Efficiency of cell-based assays in detecting AChR antibodies in myasthenia gravis sera with low antibody concentrations as determined by radioimmunoprecipitation assay

Objectives: We investigated whether the acetylcholine receptor (AChR) cluster cell-based assay (CBA) is effective in detecting AChR antibodies in sera from myasthenia gravis (MG) patients with low antibody concentrations, as determined by radioimmunoprecipitation assay (RIPA). Methods: In this retrospective diagnostic cohort study, 193 RIPA-positive sera from MG patients were analyzed. Following initial assessment using the gold-standard RIPA, samples were tested with a commercially available fixed CBA (F-CBA) and an in-house live CBA (L-CBA) to detect clustered AChR antibodies. Patients were classified into three groups based on RIPA levels to evaluate the sensitivity of each CBA. A subset of the cohort was blindly retested in a second laboratory to confirm results. Results: The sensitivity of L-CBA and F-CBA in detecting 36 sera with low AChR-antibody levels (1.0–2.8 nM) was relatively high for L-CBA (83.33%, 95% CI: 71.16%, 95.51%) and low for F-CBA (45.71%, 95% CI: 29.21% to 62.22%).
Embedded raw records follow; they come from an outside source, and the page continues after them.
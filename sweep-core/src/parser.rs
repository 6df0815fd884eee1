use std::sync::OnceLock;

use regex::Regex;

use crate::types::LegacyProtocolFlags;

pub const CIPHER_PATTERN: &str = r"TLS_[A-Z_]+(?:_[A-Z0-9]+)+";
pub const TLS1_0_MARKER: &str = "TLSv1.0";
pub const TLS1_1_MARKER: &str = "TLSv1.1";

fn cipher_regex() -> &'static Regex {
  static RE: OnceLock<Regex> = OnceLock::new();
  RE.get_or_init(|| Regex::new(CIPHER_PATTERN).expect("cipher pattern is a valid regex"))
}

/// Every cipher suite name in `text`, in order of appearance. Suites listed
/// under several protocol versions appear once per listing.
pub fn extract_ciphers(text: &str) -> Vec<String> {
  cipher_regex()
    .find_iter(text)
    .map(|m| m.as_str().trim().to_string())
    .collect()
}

pub fn extract_legacy_protocol_flags(text: &str) -> LegacyProtocolFlags {
  LegacyProtocolFlags {
    tls1_0: text.contains(TLS1_0_MARKER),
    tls1_1: text.contains(TLS1_1_MARKER),
  }
}
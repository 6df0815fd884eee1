pub mod batch;
pub mod cancel;
pub mod config;
pub mod error;
pub mod logging;
pub mod nmap;
pub mod parser;
pub mod paths;
pub mod report;
pub mod rules_engine;
pub mod types;

pub use batch::{scan_host, scan_hosts, BatchEvent, BatchOptions};
pub use cancel::{CancelHandle, CancelToken};
pub use error::{ConfigError, RulesError, ScanError, SkipReason};
pub use nmap::{NmapScanner, Scanner};
pub use rules_engine::CipherRules;
pub use types::{HostReport, ScanReport};
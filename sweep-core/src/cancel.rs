use tokio::sync::watch;

/// Receiving end of a run-wide cancellation flag.
#[derive(Debug, Clone)]
pub struct CancelToken {
  rx: watch::Receiver<bool>,
}

/// Trips every [`CancelToken`] handed out by [`CancelToken::new`]. Safe to
/// call from a signal handler thread.
#[derive(Debug)]
pub struct CancelHandle {
  tx: watch::Sender<bool>,
}

impl CancelHandle {
  pub fn cancel(&self) {
    self.tx.send_replace(true);
  }
}

impl CancelToken {
  pub fn new() -> (CancelHandle, Self) {
    let (tx, rx) = watch::channel(false);
    (CancelHandle { tx }, Self { rx })
  }

  /// A token nobody can trip.
  pub fn never() -> Self {
    Self::new().1
  }

  pub fn is_cancelled(&self) -> bool {
    *self.rx.borrow()
  }

  /// Resolves once the flag is set. Pending forever for [`CancelToken::never`].
  pub async fn cancelled(&self) {
    let mut rx = self.rx.clone();
    let closed = rx.wait_for(|cancelled| *cancelled).await.is_err();
    if closed && !self.is_cancelled() {
      std::future::pending::<()>().await;
    }
  }
}

impl Default for CancelToken {
  fn default() -> Self {
    Self::never()
  }
}

#[cfg(test)]
mod tests {
  use super::*;
  use std::time::Duration;

  #[tokio::test]
  async fn cancel_wakes_waiters() {
    let (handle, token) = CancelToken::new();
    assert!(!token.is_cancelled());

    let waiter = token.clone();
    let wait = tokio::spawn(async move { waiter.cancelled().await });
    handle.cancel();

    tokio::time::timeout(Duration::from_secs(1), wait)
      .await
      .expect("waiter woke")
      .unwrap();
    assert!(token.is_cancelled());
  }

  #[tokio::test]
  async fn never_token_stays_pending() {
    let token = CancelToken::never();
    let waited = tokio::time::timeout(Duration::from_millis(50), token.cancelled()).await;
    assert!(waited.is_err());
    assert!(!token.is_cancelled());
  }
}
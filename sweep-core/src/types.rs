use serde::{Deserialize, Serialize};

use crate::error::SkipReason;

#[derive(Debug, Clone, Copy, PartialEq, Eq, Serialize, Deserialize)]
#[serde(rename_all = "lowercase")]
pub enum Verdict {
  Strong,
  Weak,
  Unknown,
}

/// Deprecated protocol versions advertised in the scan output.
#[derive(Debug, Clone, Copy, Default, PartialEq, Eq, Serialize, Deserialize)]
pub struct LegacyProtocolFlags {
  pub tls1_0: bool,
  pub tls1_1: bool,
}

#[derive(Debug, Clone, Default, PartialEq, Eq, Serialize, Deserialize)]
pub struct ClassifiedCiphers {
  pub strong: Vec<String>,
  pub weak: Vec<String>,
  pub unknown: Vec<String>,
}

impl ClassifiedCiphers {
  pub fn push(&mut self, verdict: Verdict, cipher: String) {
    match verdict {
      Verdict::Strong => self.strong.push(cipher),
      Verdict::Weak => self.weak.push(cipher),
      Verdict::Unknown => self.unknown.push(cipher),
    }
  }

  pub fn len(&self) -> usize {
    self.strong.len() + self.weak.len() + self.unknown.len()
  }

  pub fn is_empty(&self) -> bool {
    self.len() == 0
  }
}

#[derive(Debug, Clone, PartialEq, Eq, Serialize, Deserialize)]
pub struct HostReport {
  pub host: String,
  pub legacy: LegacyProtocolFlags,
  pub ciphers: ClassifiedCiphers,
}

#[derive(Debug)]
pub struct SkippedHost {
  pub host: String,
  pub reason: SkipReason,
}

/// Outcome of one run over a host list. `rows` and `skipped` both keep the
/// input order.
#[derive(Debug)]
pub struct ScanReport {
  pub scan_id: String,
  pub port: u16,
  pub rows: Vec<HostReport>,
  pub skipped: Vec<SkippedHost>,
  pub started_at_unix_ms: u64,
  pub finished_at_unix_ms: u64,
}

impl ScanReport {
  pub fn new(port: u16) -> Self {
    Self {
      scan_id: uuid::Uuid::new_v4().to_string(),
      port,
      rows: Vec::new(),
      skipped: Vec::new(),
      started_at_unix_ms: now_unix_ms(),
      finished_at_unix_ms: 0,
    }
  }

  pub fn was_cancelled(&self) -> bool {
    self.skipped.iter().any(|s| s.reason.is_cancelled())
  }

  pub fn elapsed_ms(&self) -> u64 {
    self
      .finished_at_unix_ms
      .saturating_sub(self.started_at_unix_ms)
  }
}

pub fn now_unix_ms() -> u64 {
  use std::time::{SystemTime, UNIX_EPOCH};
  SystemTime::now()
    .duration_since(UNIX_EPOCH)
    .unwrap_or_default()
    .as_millis() as u64
}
Both CBAs were 100% sensitive for sera with AChR-RIPA values > 3 nM. Antibodies of RIPA+/CBA− sera could be immunoadsorbed on AChR-transfected cells equally well as those from RIPA+/CBA+ sera, indicating that CBA negativity was due to low antibody concentrations. Discussion: Overall, while AChR L-CBA demonstrates good sensitivity for detecting low concentrations of AChR antibodies, F-CBA performs less reliably in such cases. Since clustered AChR-CBAs can also identify antibodies that are not detectable by RIPA, we recommend that both RIPA and CBA be used together in the routine diagnosis of MG whenever possible. When available, L-CBA should be preferred over F-CBA due to its higher sensitivity.